I had the opportunity to be on the same discussion program on TRT World with Peter Woodard Galbraith recently. The subject was a Czech court's decision to release Salih Muslum despite Turkey's extradition request.
The other guests of award-winning journalist Imran Garda on The Newsmakers (TRT World's flagship current affairs program) were Nick Vamos, former head of extradition at the U.K.'s Crown Prosecution Service, and political analyst Onur Erim.
Galbraith, a former U.S. diplomat, author, academic, commentator, politician and a policy adviser to the Iraqi Kurds, uttered such outrageous views about Turkey, how right the Czech court was for releasing a terrorist that I had to respond to him on the program. Galbraith is the long-time champion of the idea of dismembering Iraq and creating an independent Kurdistan. Now one can see that Syrian Kurds have also become an area of concern for Galbraith.Salih Muslum is the former co-chairman of the Democratic Union Party (PYD), the driving power behind the de facto autonomous Kurdish-controlled region of Rojava in Northern Syria. He is also the most prominent member of the executive board of the Kurdish Communities Union (KCK), the umbrella organization of the PKK, the PYD and the Kurdistan Free Life Party (PJAK) in Iran. They do not have a branch office in Iraq because of the rivalry of the Barzani clan. To read more on their structural organization please see Şeyma Nazlı Gürbüz's article published in Daily Sabah on Feb. 26, 2018.
Muslum has been on the most wanted list of the Turkish police for a long time and the Turkish authorities renewed their arrest warrant issued to Interpol after the evidence showed that the terrorist suspected of bombing an Ankara tax office earlier last month received training in a YPG-held area in Syria. Muslum was captured in Prague last week because of Turkey's arrest warrant. Turkey, providing a detailed dossier on Muslum's relationship with both the PYD and the PKK, immediately requested his extradition. Although recognized as a terrorist organization by not only Turkey but also the U.S. and the U.K., apparently the Czech court had not deemed these documents worthy of anything and released the man.
Answering the question as to why the Czech court had not heeded Turkey's request of extradition despite the seriousness of the charges, Galbraith voiced two opinions: Firstly, since the staged coup on July 15, 2016 in Turkey, the police made such mass arrests and courts imposed on them such heavy penalties that the Turkish judicial system is no longer taken seriously in Europe, and secondly, Turkish politicians' statements about the accused showed that he could not receive a fair trial in Turkey.

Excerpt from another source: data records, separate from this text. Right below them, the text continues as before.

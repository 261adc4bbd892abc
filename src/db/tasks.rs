//! Task CRUD scoped by owner.
//!
//! Every query filters on both `user_id` and `id`. A task owned by someone
//! else looks exactly like a task that does not exist.

use super::{Database, now_ms};
use crate::error::BotError;
use crate::types::{Task, TaskId, UserId};
use anyhow::Result;
use rusqlite::{Connection, Row, params};

pub fn parse_task_row(row: &Row) -> rusqlite::Result<Task> {
    Ok(Task {
        id: row.get("id")?,
        owner_id: row.get("user_id")?,
        text: row.get("text")?,
        created_at: row.get("created_at")?,
    })
}

fn ensure_text(text: &str) -> Result<()> {
    if text.trim().is_empty() {
        return Err(BotError::missing_argument("text").into());
    }
    Ok(())
}

/// Internal helper to get a task using an existing connection.
fn get_task_internal(
    conn: &Connection,
    owner_id: UserId,
    task_id: TaskId,
) -> Result<Option<Task>> {
    let mut stmt = conn.prepare(
        "SELECT id, user_id, text, created_at FROM tasks
         WHERE user_id = ?1 AND id = ?2",
    )?;

    let result = stmt.query_row(params![owner_id, task_id], parse_task_row);

    match result {
        Ok(task) => Ok(Some(task)),
        Err(rusqlite::Error::QueryReturnedNoRows) => Ok(None),
        Err(e) => Err(e.into()),
    }
}

impl Database {
    /// Append a task to the owner's list and return its new id.
    pub fn add_task(&self, owner_id: UserId, text: &str) -> Result<TaskId> {
        ensure_text(text)?;
        let now = now_ms();

        self.with_conn(|conn| {
            conn.execute(
                "INSERT INTO tasks (user_id, text, created_at) VALUES (?1, ?2, ?3)",
                params![owner_id, text, now],
            )?;
            Ok(conn.last_insert_rowid())
        })
    }

    /// All of the owner's tasks in creation order.
    pub fn list_tasks(&self, owner_id: UserId) -> Result<Vec<Task>> {
        self.with_conn(|conn| {
            let mut stmt = conn.prepare(
                "SELECT id, user_id, text, created_at FROM tasks
                 WHERE user_id = ?1
                 ORDER BY id ASC",
            )?;
            let tasks = stmt
                .query_map(params![owner_id], parse_task_row)?
                .collect::<rusqlite::Result<Vec<_>>>()?;
            Ok(tasks)
        })
    }

    /// Look up one of the owner's tasks.
    pub fn get_task(&self, owner_id: UserId, task_id: TaskId) -> Result<Option<Task>> {
        self.with_conn(|conn| get_task_internal(conn, owner_id, task_id))
    }

    /// Remove a task. Returns false if no task of this owner had that id.
    pub fn delete_task(&self, owner_id: UserId, task_id: TaskId) -> Result<bool> {
        self.with_conn(|conn| {
            let removed = conn.execute(
                "DELETE FROM tasks WHERE user_id = ?1 AND id = ?2",
                params![owner_id, task_id],
            )?;
            Ok(removed > 0)
        })
    }

    /// Replace a task's text, leaving `created_at` alone.
    /// Returns false if no task of this owner had that id.
    pub fn edit_task(&self, owner_id: UserId, task_id: TaskId, new_text: &str) -> Result<bool> {
        ensure_text(new_text)?;

        self.with_conn(|conn| {
            let updated = conn.execute(
                "UPDATE tasks SET text = ?1 WHERE user_id = ?2 AND id = ?3",
                params![new_text, owner_id, task_id],
            )?;
            Ok(updated > 0)
        })
    }

    /// Number of tasks the owner currently has.
    pub fn count_tasks(&self, owner_id: UserId) -> Result<i64> {
        self.with_conn(|conn| {
            let count = conn.query_row(
                "SELECT COUNT(*) FROM tasks WHERE user_id = ?1",
                params![owner_id],
                |row| row.get(0),
            )?;
            Ok(count)
        })
    }
}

Anybody who attended a Basic Law 101 course in school would know that no one can be found guilty of a crime that was not a crime under the law at the time it was committed. That is the prohibition on retrospective criminalization. Now a self-respecting diplomat, author, academic, commentator, politician and policy adviser should show us that those found guilty of a coup attempt received heavier penalties than was applicable before July 15. Has anybody received a penalty that was not on the books?

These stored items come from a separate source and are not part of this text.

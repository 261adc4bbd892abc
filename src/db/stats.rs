//! Aggregation queries for statistics.

use super::Database;
use crate::types::OwnerStats;
use anyhow::Result;

impl Database {
    /// Per-owner task counts, ordered by owner id.
    pub fn owner_stats(&self) -> Result<Vec<OwnerStats>> {
        self.with_conn(|conn| {
            let mut stmt = conn.prepare(
                "SELECT user_id, COUNT(*) AS task_count, MAX(created_at) AS last_created_at
                 FROM tasks
                 GROUP BY user_id
                 ORDER BY user_id ASC",
            )?;
            let stats = stmt
                .query_map([], |row| {
                    Ok(OwnerStats {
                        owner_id: row.get("user_id")?,
                        task_count: row.get("task_count")?,
                        last_created_at: row.get("last_created_at")?,
                    })
                })?
                .collect::<rusqlite::Result<Vec<_>>>()?;
            Ok(stats)
        })
    }

    /// Total number of tasks across all owners.
    pub fn total_tasks(&self) -> Result<i64> {
        self.with_conn(|conn| {
            let total = conn.query_row("SELECT COUNT(*) FROM tasks", [], |row| row.get(0))?;
            Ok(total)
        })
    }
}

Yes, sometimes books are thrown at those putschists. And, yes, the president, the ministers and a man on the street might just as well deliver passionate speeches about the perpetrators of the massacres committed on that fateful night. We still feel betrayed by those people who snuck into the Turkish Armed Forces (TSK), the judiciary, school boards, and universities en masse and under our noses.
These feelings have no connection or influence on the courts. If Galbraith and his ilk claim so, they need to prove it. While they are at it, they should keep in mind that neither former President George W. Bush nor former Prime Minister Tony Blair were no less passionate about Osama bin Laden in their speeches after 9/11, and nobody suspected the U.S. courts' verdicts because of those speeches.